The maritime shipping business model has evolved in recent years. Intensifying global competition, heightened macroeconomic volatility, stringent environmental regulations, stiffer capital access requirements, and a recurring pattern of black swan events have all eroded the foundation of the patient asset-play model. A new paradigm focused on generating more consistent returns by improving operational efficiency is gaining recognition as the industry’s future.

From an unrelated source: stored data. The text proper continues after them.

//! # Transport manager
//!
//! Owns the serial ports, the socket table, the active channel cursor and the TX/RX path pair.
//!
//! Every operation needing both paths acquires TX before RX. The only way of holding both is
//! [Paths], which is created by [TransportManager::lock_both]. Operations holding just one path
//! release it before acquiring both.
use crate::clock::{Clock, Deadline, Duration, POLL_INTERVAL};
use crate::commands::{
    AssignPortsCommand, CommandErrorHandler, ConfigureUartCommand, DisconnectCommand, EchoOffCommand, FactoryResetCommand,
    RebootCommand, ResetStatisticsCommand, ReturnToDataModeCommand, SetBufferSizeCommand, SetReceiveTimeoutCommand,
    SetRegisterCommand,
};
use crate::config::Config;
use crate::cursor::ActiveChannelCursor;
use crate::engine::CommandEngine;
use crate::error::{CommandError, Error, ErrorEvent};
use crate::port::{PortConfig, SerialPort};
use crate::scanner::{ResponseScanner, TerminalCode};
use crate::socket::{SocketStatus, SocketTable};
use crate::tls::CertificateProfile;
use atat::AtatCmd;
use core::cell::Cell;
use embassy_sync::blocking_mutex::raw::CriticalSectionRawMutex;
use embassy_sync::blocking_mutex::Mutex as BlockingMutex;
use embassy_sync::channel::Channel;
use embassy_sync::mutex::{Mutex, MutexGuard};
use fugit::ExtU32;

/// Size of the response buffer
pub const RESPONSE_BUFFER_SIZE: usize = 2048;

/// Number of buffered error events
const EVENT_CAPACITY: usize = 8;

/// Escape sequence switching from transparent to command mode
const ESCAPE_SEQUENCE: &[u8] = b"+++";

/// Max. number of certificate profiles
pub const CERTIFICATE_PROFILES: usize = 5;

/// Module lifecycle state
#[derive(Copy, Clone, Debug, PartialEq, Eq)]
#[cfg_attr(feature = "defmt", derive(defmt::Format))]
pub enum ModuleState {
    /// Module has not been opened
    Disconnected,
    /// Module is open, but not associated with an access point
    Connected,
    /// Associated with an access point and IP address assigned
    Joined,
}

/// Sub-mode of single UART setups
#[derive(Copy, Clone, Debug, PartialEq, Eq)]
#[cfg_attr(feature = "defmt", derive(defmt::Format))]
pub enum ChannelMode {
    /// AT commands are exchanged
    Command,
    /// Raw application data is exchanged
    Transparent,
}
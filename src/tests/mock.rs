use crate::clock::{Clock, Duration, Instant};
use crate::config::Config;
use crate::manager::TransportManager;
use crate::port::{PortConfig, SerialPort};
use mockall::mock;
use std::collections::{HashMap, VecDeque};
use std::sync::atomic::{AtomicU32, Ordering};
use std::sync::Mutex;

/// Number of sockets supported by the simulated module
pub const SOCKETS: usize = 4;

/// Queue size used by most tests
pub const QUEUE_SIZE: usize = 64;

/// Delay between the escape sequence and the module's OK
pub const ESCAPE_RESPONSE_DELAY_MS: u32 = 186;

/// IP address assigned by the simulated DHCP server
pub const ASSIGNED_IP: &str = "192.168.1.10";

pub type ModuleManager<'a> = TransportManager<ModulePort<'a>, ModulePort<'a>, &'a FakeClock, SOCKETS, QUEUE_SIZE>;

/// Clock advanced by sleeping
#[derive(Default)]
pub struct FakeClock {
    now: AtomicU32,
}

impl FakeClock {
    pub fn now_ms(&self) -> u32 {
        self.now.load(Ordering::SeqCst)
    }

    pub fn advance(&self, duration_ms: u32) {
        self.now.fetch_add(duration_ms, Ordering::SeqCst);
    }
}

impl Clock for FakeClock {
    fn now(&self) -> Instant {
        Instant::from_ticks(self.now_ms())
    }

    fn sleep(&self, duration: Duration) {
        self.advance(duration.ticks());
    }
}

/// Wall clock for multithreaded tests
pub struct StdClock {
    start: std::time::Instant,
}

impl Default for StdClock {
    fn default() -> Self {
        Self {
            start: std::time::Instant::now(),
        }
    }
}

impl Clock for StdClock {
    fn now(&self) -> Instant {
        Instant::from_ticks(self.start.elapsed().as_millis() as u32)
    }

    fn sleep(&self, duration: Duration) {
        std::thread::sleep(std::time::Duration::from_millis(duration.ticks() as u64));
    }
}

mock! {
    pub Clock {}

    impl Clock for Clock {
        fn now(&self) -> Instant;
        fn sleep(&self, duration: Duration);
    }
}

mock! {
    pub SerialPort {}

    impl SerialPort for SerialPort {
        type Error = u8;

        fn write(&self, data: &[u8]) -> Result<(), u8>;
        fn is_transmit_complete(&self) -> bool;
        fn read(&self) -> nb::Result<u8, u8>;
        fn set_flow_pause(&self, paused: bool);
        fn configure(&self, config: &PortConfig) -> Result<(), u8>;
        fn transmit_buffer_size(&self) -> usize;
    }
}

/// Peer side of a module socket
#[derive(Default)]
struct Remote {
    /// Socket state reported by +NSTAT
    state: &'static str,

    /// Data sent by the peer, not yet emitted on the data channel
    outbound: VecDeque<u8>,

    /// Data written by the host
    inbound: Vec<u8>,
}

struct ModuleState {
    /// Single UART module currently in transparent mode
    transparent: bool,

    /// Incomplete command line
    line: Vec<u8>,

    /// Pending command responses
    responses: VecDeque<u8>,

    /// Data channel bytes already emitted by the module
    in_flight: VecDeque<u8>,

    remotes: Vec<Remote>,

    /// Socket bound to the data channel
    active: usize,

    /// Data channel bytes emitted by the module
    sent: u32,

    /// Data channel bytes received from the host
    received: u32,

    /// Flow control pause asserted by the host
    paused: bool,

    commands: Vec<String>,

    /// Responses replacing the default behavior of the next command starting with the prefix
    scripted: VecDeque<(String, String)>,

    /// Number of following socket switches answered with BUSY
    busy: usize,

    /// Bytes of the old socket emitted when a switch is acknowledged
    jitter: usize,

    joined: bool,

    /// Number of following join attempts failing
    join_failures: usize,

    /// Number of IP queries reporting no address after joining
    pending_address_polls: usize,

    /// Number of following pings failing
    ping_failures: usize,

    hosts: HashMap<String, String>,

    /// Primary and secondary DNS server
    dns_servers: [Option<String>; 2],

    certificates: Vec<(String, Vec<u8>)>,

    /// Certificate name, expected length and received data of a running upload
    upload: Option<(String, usize, Vec<u8>)>,

    /// Time at which the OK of the escape sequence gets readable
    escape_response_at: Option<u32>,

    transmit_buffer_size: usize,

    /// Number of data writes completing before the transmitter stalls
    stall_after: Option<usize>,

    data_writes: Vec<usize>,

    port_configs: Vec<PortConfig>,

    configure_fails: bool,
}

/// Simulated ULPGN module
///
/// Executes commands sent on the command port and emits peer data on the data port. Peer data
/// is emitted byte by byte while the host reads the data port, unless flow is paused.
pub struct SimulatedModule {
    state: Mutex<ModuleState>,
    pub clock: FakeClock,
}

impl Default for SimulatedModule {
    fn default() -> Self {
        Self::new()
    }
}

In acceptance of this new paradigm, owners of all sizes have accelerated their attempts to leverage more data throughout their operations. The result has been both an increase in the amount of data required from each vessel, as well as an increase in the number of stakeholders involved in evaluating fleet performance data. In many cases, companies have appointed a dedicated performance leader, or created entirely new performance teams.

But in the process of trying to improve operational efficiency, major decision-making challenges have hindered the ability of many teams to move the needle. The more that teams have tried to aggregate and analyze different types of data, the more they’ve discovered the challenges of establishing consistency across so many different data sets, as well as converting that disparate data into actionable insights. Data-intelligent decision-support is the critical missing piece in the process to achieving better commercial outcomes. This is precisely where a maritime-specific voyage performance software solution can play an invaluable role.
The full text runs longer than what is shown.